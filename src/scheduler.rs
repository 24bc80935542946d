//! Background Scheduler Module
//!
//! Periodic wake-ups that run independently of the foreground lifecycle.
//!
//! The platform contract: every wake must be finished exactly once, whatever
//! the task did. [`BackgroundScheduler::wake`] owns that call so task code
//! cannot skip it or repeat it.

use std::collections::HashSet;
use std::sync::{Arc, Mutex, PoisonError};

use async_trait::async_trait;
use tokio::task::AbortHandle;
use serde::{Deserialize, Serialize};
use tracing::{debug, error, info, warn};

use crate::position::{PositionOptions, PositionSource};
use crate::upload::{UploadClient, UploadOutcome};

/// Network condition required before the OS delivers a wake
#[derive(Debug, Clone, Copy, PartialEq, Eq, Default, Serialize, Deserialize)]
#[serde(rename_all = "snake_case")]
pub enum NetworkRequirement {
    #[default]
    Any,
    Unmetered,
    None,
}

impl std::fmt::Display for NetworkRequirement {
    fn fmt(&self, f: &mut std::fmt::Formatter<'_>) -> std::fmt::Result {
        match self {
            NetworkRequirement::Any => write!(f, "any"),
            NetworkRequirement::Unmetered => write!(f, "unmetered"),
            NetworkRequirement::None => write!(f, "none"),
        }
    }
}

/// Wake registration parameters
#[derive(Debug, Clone, PartialEq, Eq, Serialize, Deserialize)]
#[serde(default)]
pub struct BackgroundOptions {
    pub interval_minutes: u32,
    /// Keep scheduling after the app is terminated when false
    pub stop_on_terminate: bool,
    pub start_on_boot: bool,
    pub network: NetworkRequirement,
}

impl Default for BackgroundOptions {
    fn default() -> Self {
        Self {
            interval_minutes: 15,
            stop_on_terminate: false,
            start_on_boot: true,
            network: NetworkRequirement::Any,
        }
    }
}

/// OS-issued identifier of one wake
#[derive(Debug, Clone, PartialEq, Eq, Hash)]
pub struct TaskId(pub String);

impl std::fmt::Display for TaskId {
    fn fmt(&self, f: &mut std::fmt::Formatter<'_>) -> std::fmt::Result {
        f.write_str(&self.0)
    }
}

impl From<&str> for TaskId {
    fn from(id: &str) -> Self {
        TaskId(id.to_string())
    }
}

/// Scheduler errors
#[derive(Debug, thiserror::Error)]
pub enum SchedulerError {
    #[error("Background scheduler started before configure")]
    NotConfigured,

    #[error("Background platform error: {0}")]
    Platform(String),
}

/// Native background-execution API
pub trait BackgroundPlatform: Send + Sync {
    fn configure(&self, options: &BackgroundOptions) -> Result<(), SchedulerError>;
    fn start(&self) -> Result<(), SchedulerError>;
    fn stop(&self) -> Result<(), SchedulerError>;
    /// Tell the OS the wake is done
    fn finish(&self, task_id: &TaskId);
}

/// Work performed on each wake
#[async_trait]
pub trait BackgroundTask: Send + Sync {
    async fn run(&self, task_id: &TaskId) -> anyhow::Result<()>;
}

/// Called with every task failure, after it has been logged
pub type ErrorHook = Arc<dyn Fn(&TaskId, &anyhow::Error) + Send + Sync>;

struct Registration {
    task: Arc<dyn BackgroundTask>,
    on_error: Option<ErrorHook>,
}

#[derive(Default)]
struct SchedulerState {
    registration: Option<Registration>,
    running: bool,
}

/// Periodic background wake-ups
pub struct BackgroundScheduler {
    platform: Arc<dyn BackgroundPlatform>,
    state: Mutex<SchedulerState>,
    in_flight: Mutex<HashSet<TaskId>>,
}

impl BackgroundScheduler {
    pub fn new(platform: Arc<dyn BackgroundPlatform>) -> Self {
        Self {
            platform,
            state: Mutex::new(SchedulerState::default()),
            in_flight: Mutex::new(HashSet::new()),
        }
    }

    /// Register the periodic wake and the task it runs
    pub fn configure(
        &self,
        options: &BackgroundOptions,
        task: Arc<dyn BackgroundTask>,
        on_error: Option<ErrorHook>,
    ) -> Result<(), SchedulerError> {
        self.platform.configure(options)?;
        self.lock_state().registration = Some(Registration { task, on_error });

        info!(
            interval_minutes = options.interval_minutes,
            stop_on_terminate = options.stop_on_terminate,
            start_on_boot = options.start_on_boot,
            network = %options.network,
            "Background scheduler configured"
        );
        Ok(())
    }

    /// Idempotent
    pub fn start(&self) -> Result<(), SchedulerError> {
        let mut state = self.lock_state();
        if state.registration.is_none() {
            return Err(SchedulerError::NotConfigured);
        }
        if state.running {
            debug!("Background scheduler already running");
            return Ok(());
        }
        self.platform.start()?;
        state.running = true;
        info!("Background scheduler started");
        Ok(())
    }

    /// Idempotent
    pub fn stop(&self) -> Result<(), SchedulerError> {
        let mut state = self.lock_state();
        if !state.running {
            return Ok(());
        }
        state.running = false;
        self.platform.stop()?;
        info!("Background scheduler stopped");
        Ok(())
    }

    pub fn is_running(&self) -> bool {
        self.lock_state().running
    }

    /// Entry point for an OS wake. Runs the task and finishes the wake exactly once,
    /// including when this future is dropped before it completes.
    pub async fn wake(&self, task_id: TaskId) {
        let registration = {
            let state = self.lock_state();
            match (&state.registration, state.running) {
                (Some(reg), true) => Some((reg.task.clone(), reg.on_error.clone())),
                _ => None,
            }
        };

        if !self.lock_in_flight().insert(task_id.clone()) {
            // The earlier delivery keeps its own finish
            warn!(%task_id, "Wake delivered while the same id is in flight, finishing without running");
            self.platform.finish(&task_id);
            return;
        }
        let mut guard = FinishGuard { scheduler: self, task_id: &task_id, running: None };

        let Some((task, on_error)) = registration else {
            debug!(%task_id, "Wake while scheduler inactive");
            return;
        };

        debug!(%task_id, "Background wake");

        // Spawned so a panicking task still reaches `finish`
        let run_id = task_id.clone();
        let handle = tokio::spawn(async move { task.run(&run_id).await });
        guard.running = Some(handle.abort_handle());
        let outcome = handle.await;

        let failure = match outcome {
            Ok(Ok(())) => None,
            Ok(Err(e)) => Some(e),
            Err(join) => Some(anyhow::anyhow!("background task aborted: {join}")),
        };

        if let Some(e) = failure {
            warn!(%task_id, "Background task failed: {:#}", e);
            if let Some(hook) = on_error {
                hook(&task_id, &e);
            }
        }
    }

    /// The OS is about to reclaim the wake. Finishes it now if the task has not.
    pub fn expire(&self, task_id: &TaskId) {
        warn!(%task_id, "Background wake expired");
        self.finish(task_id);
    }

    fn finish(&self, task_id: &TaskId) {
        if self.lock_in_flight().remove(task_id) {
            self.platform.finish(task_id);
            debug!(%task_id, "Background wake finished");
        }
    }

    fn lock_state(&self) -> std::sync::MutexGuard<'_, SchedulerState> {
        self.state.lock().unwrap_or_else(PoisonError::into_inner)
    }

    fn lock_in_flight(&self) -> std::sync::MutexGuard<'_, HashSet<TaskId>> {
        self.in_flight.lock().unwrap_or_else(PoisonError::into_inner)
    }
}

/// Finishes a wake when dropped, aborting its task if still running
struct FinishGuard<'a> {
    scheduler: &'a BackgroundScheduler,
    task_id: &'a TaskId,
    running: Option<AbortHandle>,
}

impl Drop for FinishGuard<'_> {
    fn drop(&mut self) {
        if let Some(running) = self.running.take() {
            running.abort();
        }
        self.scheduler.finish(self.task_id);
    }
}

/// Fetch-and-upload for wakes that arrive with no controller in memory
pub struct HeadlessUploadTask {
    source: PositionSource,
    uploader: Arc<dyn UploadClient>,
    options: PositionOptions,
}

impl HeadlessUploadTask {
    pub fn new(source: PositionSource, uploader: Arc<dyn UploadClient>, options: PositionOptions) -> Self {
        Self { source, uploader, options }
    }
}

#[async_trait]
impl BackgroundTask for HeadlessUploadTask {
    async fn run(&self, task_id: &TaskId) -> anyhow::Result<()> {
        let coordinate = self.source.get_once(&self.options).await?;

        match self.uploader.post_sample(coordinate).await {
            UploadOutcome::Delivered => {
                info!(%task_id, %coordinate, "Background sample uploaded");
                Ok(())
            }
            UploadOutcome::Skipped => {
                debug!(%task_id, "No session, background sample skipped");
                Ok(())
            }
            UploadOutcome::Failed(e) => {
                error!(%task_id, "Background upload failed: {}", e);
                Err(e.into())
            }
        }
    }
}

» Problem requirements
From the material above, copy exactly the lines between the line holding "or repeat it." and the line holding "delivers a wake", inclusive, and only those.

» Solved exercise
//! cannot skip it or repeat it.

use std::collections::HashSet;
use std::sync::{Arc, Mutex, PoisonError};

use async_trait::async_trait;
use tokio::task::AbortHandle;
use serde::{Deserialize, Serialize};
use tracing::{debug, error, info, warn};

use crate::position::{PositionOptions, PositionSource};
use crate::upload::{UploadClient, UploadOutcome};

/// Network condition required before the OS delivers a wake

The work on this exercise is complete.